In November 2009, the UN General Assembly gave Israel and Hamas until 2 February to show that they are willing and able to undertake investigations that meet international standards into alleged war crimes and possible crimes against humanity committed during the 22-day conflict which ended on 18 January 2009.
"The clock is running - if both sides cannot provide real evidence that they are taking steps to put their houses in order, the international community will need to take measures to ensure that the perpetrators are held to account, and that the victims receive full reparation, including compensation," said Malcolm Smart, Amnesty International's director for the Middle East and North Africa.
Should investigations fail to meet required standards, it is the responsibility of the international community to bring the perpetrators of crimes to justice, including by the Security Council referring the situation to the International Criminal Court (ICC).
"It would be far better if Israel and Hamas meet their own obligations to ensure accountability for serious crimes under international law, rather than creating a need to be referred to the ICC," said Malcolm Smart.

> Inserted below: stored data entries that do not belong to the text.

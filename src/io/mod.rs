//! Output helpers.
//!
//! - step tables to CSV (`export`)
//! - run summary to JSON (`summary`)

pub mod export;
pub mod summary;

pub use export::*;
pub use summary::*;
//! Degree sweep: training fit vs. holdout error for every polynomial degree.
//!
//! For each degree `0..=max_degree` the tool fits the training sample and computes:
//! - training RSS / RMSE / R²
//! - BIC = n * ln(RSS/n) + k * ln(n)
//! - RSS / RMSE of the same fit on the independent holdout sample
//!
//! Selection rules:
//! 1. Skip underdetermined degrees (`n < k`)
//! 2. "Best by holdout" is the degree with minimum holdout RSS
//! 3. "Best by BIC" is the minimum BIC, except that a simpler degree within
//!    2 BIC points is preferred

use serde::{Deserialize, Serialize};

use crate::domain::{FitQuality, FitResult, ModelKind, Sample};
use crate::error::AppError;
use crate::fit::fitter::{evaluate, fit_with_quality};

/// Minimum ΔBIC a more complex model must win by.
const BIC_SIMPLICITY_MARGIN: f64 = 2.0;

/// One degree of the sweep.
#[derive(Debug, Clone, Serialize, Deserialize)]
pub struct SweepRow {
    pub degree: usize,
    pub fit: FitResult,
    pub holdout: FitQuality,
}

/// Output of a degree sweep.
#[derive(Debug, Clone, Serialize, Deserialize)]
pub struct DegreeSweep {
    pub rows: Vec<SweepRow>,
    pub best_by_holdout: usize,
    pub best_by_bic: usize,
    /// Degrees that were skipped and why (for diagnostics).
    pub skipped: Vec<(usize, String)>,
}

impl DegreeSweep {
    pub fn row(&self, degree: usize) -> Option<&SweepRow> {
        self.rows.iter().find(|r| r.degree == degree)
    }
}

/// Fit every degree up to `max_degree` on `train` and score it on `holdout`.
pub fn degree_sweep(train: &Sample, holdout: &Sample, max_degree: usize) -> Result<DegreeSweep, AppError> {
    let n = train.len();
    let mut rows = Vec::with_capacity(max_degree + 1);
    let mut skipped = Vec::new();

    for degree in 0..=max_degree {
        let kind = ModelKind::from_degree(degree);
        let k = kind.param_count();
        if n < k {
            let reason = format!("Underdetermined: n={n} < k={k}");
            log::warn!("skipping degree {degree}: {reason}");
            skipped.push((degree, reason));
            continue;
        }

        let fit = fit_with_quality(kind, &train.x, &train.y_obs)?;
        let holdout_quality = evaluate(&fit.model, &holdout.x, &holdout.y_obs)?;
        log::debug!(
            "degree {degree}: train rss={:.6} holdout rss={:.6}",
            fit.quality.rss,
            holdout_quality.rss
        );
        rows.push(SweepRow {
            degree,
            fit,
            holdout: holdout_quality,
        });
    }

    if rows.is_empty() {
        return Err(AppError::insufficient_data(
            "Insufficient data to fit any degree in the sweep.",
        ));
    }

    let best_by_holdout = select_by_holdout(&rows);
    let best_by_bic = select_by_bic(&rows);

    Ok(DegreeSweep {
        rows,
        best_by_holdout,
        best_by_bic,
        skipped,
    })
}

fn select_by_holdout(rows: &[SweepRow]) -> usize {
    let mut best = &rows[0];
    for r in &rows[1..] {
        if r.holdout.rss < best.holdout.rss {
            best = r;
        }
    }
    best.degree
}

fn select_by_bic(rows: &[SweepRow]) -> usize {
    let mut best = &rows[0];
    for r in &rows[1..] {
        if r.fit.quality.bic < best.fit.quality.bic {
            best = r;
        }
    }

    // Rows are ordered by increasing degree: the first one close enough wins.
    let best_bic = best.fit.quality.bic;
    rows.iter()
        .find(|r| r.fit.quality.bic <= best_bic + BIC_SIMPLICITY_MARGIN)
        .map(|r| r.degree)
        .unwrap_or(best.degree)
}

#[cfg(test)]
mod tests {
    use super::*;
    use crate::data::{generate_sample, HOLDOUT_STREAM, TRAIN_STREAM};
    use crate::domain::{CurveModel, SampleConfig, TrueFunction};

    fn row(degree: usize, bic: f64, holdout_rss: f64) -> SweepRow {
        let kind = ModelKind::from_degree(degree);
        let quality = |rss: f64, bic: f64| FitQuality {
            rss,
            rmse: 0.0,
            r_squared: 0.0,
            bic,
            n: 50,
        };
        SweepRow {
            degree,
            fit: FitResult {
                model: CurveModel {
                    kind,
                    display_name: kind.display_name(),
                    coefficients: vec![],
                    x_domain: (0.0, 1.0),
                },
                quality: quality(1.0, bic),
            },
            holdout: quality(holdout_rss, 0.0),
        }
    }

    #[test]
    fn bic_prefers_simpler_when_close() {
        let rows = vec![row(0, 30.0, 9.0), row(1, 11.5, 5.0), row(2, 10.0, 4.0)];
        assert_eq!(select_by_bic(&rows), 1);
        assert_eq!(select_by_holdout(&rows), 2);
    }

    #[test]
    fn sweep_shows_overfitting_on_sine() {
        let config = SampleConfig::default();
        let train = generate_sample(&config, TRAIN_STREAM).unwrap();
        let holdout = generate_sample(&config, HOLDOUT_STREAM).unwrap();

        let sweep = degree_sweep(&train, &holdout, 15).unwrap();
        assert_eq!(sweep.rows.len(), 16);
        assert!(sweep.skipped.is_empty());

        // Training RSS keeps falling, holdout RSS does not follow it to the end.
        let first = sweep.row(0).unwrap();
        let last = sweep.row(15).unwrap();
        assert!(last.fit.quality.rss < first.fit.quality.rss);
        assert!(last.holdout.rss > last.fit.quality.rss);
        assert!(sweep.best_by_holdout >= 3 && sweep.best_by_holdout < 15);
        assert!(sweep.best_by_bic >= 3);
    }

    #[test]
    fn sweep_picks_linear_for_linear_truth() {
        let config = SampleConfig {
            function: TrueFunction::Linear,
            n_points: 60,
            noise_sd: 0.2,
            ..SampleConfig::default()
        };
        let train = generate_sample(&config, TRAIN_STREAM).unwrap();
        let holdout = generate_sample(&config, HOLDOUT_STREAM).unwrap();

        let sweep = degree_sweep(&train, &holdout, 6).unwrap();
        assert!((1..=2).contains(&sweep.best_by_bic), "picked {}", sweep.best_by_bic);
    }

    #[test]
    fn sweep_skips_underdetermined_degrees() {
        let config = SampleConfig {
            n_points: 4,
            ..SampleConfig::default()
        };
        let train = generate_sample(&config, TRAIN_STREAM).unwrap();
        let holdout = generate_sample(&config, HOLDOUT_STREAM).unwrap();

        let sweep = degree_sweep(&train, &holdout, 6).unwrap();
        assert_eq!(sweep.rows.len(), 4);
        assert_eq!(
            sweep.skipped.iter().map(|(d, _)| *d).collect::<Vec<_>>(),
            vec![4, 5, 6]
        );
    }
}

"The US and European governments who are protective of Israel, along with the Arab governments who have influence over Hamas, should urge the respective parties to meet their obligations while making it clear that the international community will step in if they continue to evade responsibility."
Following the publication of the UN-commissioned report by South African Judge Richard Goldstone into war crimes and other serious violations, including possible crimes against humanity, committed during the 2009 conflict, Amnesty International sent both the Israeli authorities and Hamas a document setting out the criteria for credible and independent domestic investigations that conform to international standards.
Any investigations carried out by Israel and Hamas must be assessed against such criteria - including the need for the investigating body to be impartial, competent, expert and independent - and to have access to all relevant sources of information.
The UN Fact Finding Mission headed by Judge Richard Goldstone found evidence that both sides had committed war crimes and other serious violations of international law.. So far, neither side has shown a willingness to conduct credible investigations.
"The only investigations to have been carried out since the violence of one year ago have been by the Israeli military into the behaviour of their own forces. Unfortunately these do not meet the international standards stipulated by the UN General Assembly and they have taken place behind closed doors," said Malcolm Smart. "For the investigations to have any credibility, they must be impartial, independent, thorough and transparent."
More than 300 children were among the hundreds of Palestinian civilians killed by indiscriminate Israeli attacks in Gaza. Three Israeli civilians were killed by rocket attacks by Palestinian armed groups, including Hamas, in violation of international law.
Investigations conducted by Israel to date have failed to meet many of the essential standards. Those responsible for the limited investigations that have taken place are officers in the military - the same institution whose actions are being examined. The process is also opaque: it is unknown which cases have been opened and which have been closed, and on the basis of what assessments. No prosecutions for violations of international law have been initiated. The only indication of the results is the declaration by the Israeli army that most allegations of serious violations of international law are baseless and that the rest can be put down to operational mistakes.
Hamas, for its part, has not shown any serious inclination to set up an investigation. The de facto Hamas administration in Gaza has stopped firing indiscriminate rockets into civilian areas in southern Israel but only as a temporary measure and without renouncing the practice which Judge Goldstone declared to be a war crime.